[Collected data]
━━━━━━

//! Statement and expression evaluation. The evaluator binds the library
//! surface generated code expects (pd, plt, px, go, alt, sns, datetime,
//! dataframes) and maps each call onto polars operations or chart builders.

use crate::chart::{
    series_labels, series_to_json, series_values, DeclarativeChart, InteractiveFigure, PlotSeries,
    SeriesKind,
};
use crate::error::{Result, VizError};
use crate::table::{parse_datetime_series, TableSet};
use polars::prelude::*;
use serde_json::json;

use super::script::{BinOp, Expr, FPart, Stmt, Target};
use super::value::{Module, Value};
use super::Namespace;

fn err(message: impl Into<String>) -> VizError {
    VizError::Execution(message.into())
}

pub struct Evaluator<'a> {
    pub ns: &'a mut Namespace,
    pub tables: &'a TableSet,
}
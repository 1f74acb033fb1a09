//! LLM response splitting.
//!
//! Separates the model's prose from fenced code regions. Only blocks tagged
//! `python` count as executable; fenced regions of any language are stripped
//! from the prose.

use lazy_static::lazy_static;
use regex::Regex;

lazy_static! {
    static ref PYTHON_FENCE: Regex =
        Regex::new(r"(?s)```python(.*?)```").unwrap_or_else(|e| panic!("fence regex: {}", e));
    static ref ANY_FENCE: Regex =
        Regex::new(r"(?s)```.*?```").unwrap_or_else(|e| panic!("fence regex: {}", e));
}

/// Prose plus the extracted code blocks, in document order.
#[derive(Debug, Clone, PartialEq, Eq)]
pub struct SplitResponse {
    /// Remaining prose with all fenced regions removed; `None` when nothing
    /// is left after trimming.
    pub analysis: Option<String>,
    pub code_blocks: Vec<String>,
}

/// Split raw completion text into prose and executable code blocks.
/// Zero code blocks is valid.
pub fn split_response(text: &str) -> SplitResponse {
    let code_blocks: Vec<String> = PYTHON_FENCE
        .captures_iter(text)
        .filter_map(|caps| caps.get(1))
        .map(|m| m.as_str().trim().to_string())
        .collect();

    let prose = ANY_FENCE.replace_all(text, "");
    let prose = prose.trim();
    let analysis = if prose.is_empty() {
        None
    } else {
        Some(prose.to_string())
    };

    SplitResponse {
        analysis,
        code_blocks,
    }
}

#[cfg(test)]
mod tests {
    use super::*;

    #[test]
    fn splits_prose_and_code() {
        let text = "Here is the chart you asked for.\n```python\nfig = px.bar(df)\n```";
        let split = split_response(text);
        assert_eq!(
            split.analysis.as_deref(),
            Some("Here is the chart you asked for.")
        );
        assert_eq!(split.code_blocks, vec!["fig = px.bar(df)".to_string()]);
    }

    #[test]
    fn no_fences_yields_full_prose() {
        let split = split_response("  Just an answer, no code.  ");
        assert_eq!(split.analysis.as_deref(), Some("Just an answer, no code."));
        assert!(split.code_blocks.is_empty());
    }

    #[test]
    fn non_python_fences_are_stripped_but_not_executed() {
        let text = "Look:\n```json\n{\"a\": 1}\n```\ndone";
        let split = split_response(text);
        assert_eq!(split.analysis.as_deref(), Some("Look:\n\ndone"));
        assert!(split.code_blocks.is_empty());
    }

    #[test]
    fn multiple_blocks_keep_order() {
        let text = "```python\nfirst\n```\nmiddle\n```python\nsecond\n```";
        let split = split_response(text);
        assert_eq!(split.code_blocks, vec!["first", "second"]);
        assert_eq!(split.analysis.as_deref(), Some("middle"));
    }

    #[test]
    fn all_code_means_no_prose() {
        let split = split_response("```python\nx = 1\n```");
        assert_eq!(split.analysis, None);
        assert_eq!(split.code_blocks, vec!["x = 1"]);
    }
}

━━━━━━

What needs to be done >> Write out every record above, word for word.

Written response >>
//! Statement and expression evaluation. The evaluator binds the library
//! surface generated code expects (pd, plt, px, go, alt, sns, datetime,
//! dataframes) and maps each call onto polars operations or chart builders.

use crate::chart::{
    series_labels, series_to_json, series_values, DeclarativeChart, InteractiveFigure, PlotSeries,
    SeriesKind,
};
use crate::error::{Result, VizError};
use crate::table::{parse_datetime_series, TableSet};
use polars::prelude::*;
use serde_json::json;

use super::script::{BinOp, Expr, FPart, Stmt, Target};
use super::value::{Module, Value};
use super::Namespace;

fn err(message: impl Into<String>) -> VizError {
    VizError::Execution(message.into())
}

pub struct Evaluator<'a> {
    pub ns: &'a mut Namespace,
    pub tables: &'a TableSet,
}
repository 1f74acb033fb1a09
//! LLM response splitting.
//!
//! Separates the model's prose from fenced code regions. Only blocks tagged
//! `python` count as executable; fenced regions of any language are stripped
//! from the prose.

use lazy_static::lazy_static;
use regex::Regex;

lazy_static! {
    static ref PYTHON_FENCE: Regex =
        Regex::new(r"(?s)```python(.*?)```").unwrap_or_else(|e| panic!("fence regex: {}", e));
    static ref ANY_FENCE: Regex =
        Regex::new(r"(?s)```.*?```").unwrap_or_else(|e| panic!("fence regex: {}", e));
}

/// Prose plus the extracted code blocks, in document order.
#[derive(Debug, Clone, PartialEq, Eq)]
pub struct SplitResponse {
    /// Remaining prose with all fenced regions removed; `None` when nothing
    /// is left after trimming.
    pub analysis: Option<String>,
    pub code_blocks: Vec<String>,
}

/// Split raw completion text into prose and executable code blocks.
/// Zero code blocks is valid.
pub fn split_response(text: &str) -> SplitResponse {
    let code_blocks: Vec<String> = PYTHON_FENCE
        .captures_iter(text)
        .filter_map(|caps| caps.get(1))
        .map(|m| m.as_str().trim().to_string())
        .collect();

    let prose = ANY_FENCE.replace_all(text, "");
    let prose = prose.trim();
    let analysis = if prose.is_empty() {
        None
    } else {
        Some(prose.to_string())
    };

    SplitResponse {
        analysis,
        code_blocks,
    }
}

#[cfg(test)]
mod tests {
    use super::*;

    #[test]
    fn splits_prose_and_code() {
        let text = "Here is the chart you asked for.\n```python\nfig = px.bar(df)\n```";
        let split = split_response(text);
        assert_eq!(
            split.analysis.as_deref(),
            Some("Here is the chart you asked for.")
        );
        assert_eq!(split.code_blocks, vec!["fig = px.bar(df)".to_string()]);
    }

    #[test]
    fn no_fences_yields_full_prose() {
        let split = split_response("  Just an answer, no code.  ");
        assert_eq!(split.analysis.as_deref(), Some("Just an answer, no code."));
        assert!(split.code_blocks.is_empty());
    }

    #[test]
    fn non_python_fences_are_stripped_but_not_executed() {
        let text = "Look:\n```json\n{\"a\": 1}\n```\ndone";
        let split = split_response(text);
        assert_eq!(split.analysis.as_deref(), Some("Look:\n\ndone"));
        assert!(split.code_blocks.is_empty());
    }

    #[test]
    fn multiple_blocks_keep_order() {
        let text = "```python\nfirst\n```\nmiddle\n```python\nsecond\n```";
        let split = split_response(text);
        assert_eq!(split.code_blocks, vec!["first", "second"]);
        assert_eq!(split.analysis.as_deref(), Some("middle"));
    }

    #[test]
    fn all_code_means_no_prose() {
        let split = split_response("```python\nx = 1\n```");
        assert_eq!(split.analysis, None);
        assert_eq!(split.code_blocks, vec!["x = 1"]);
    }
}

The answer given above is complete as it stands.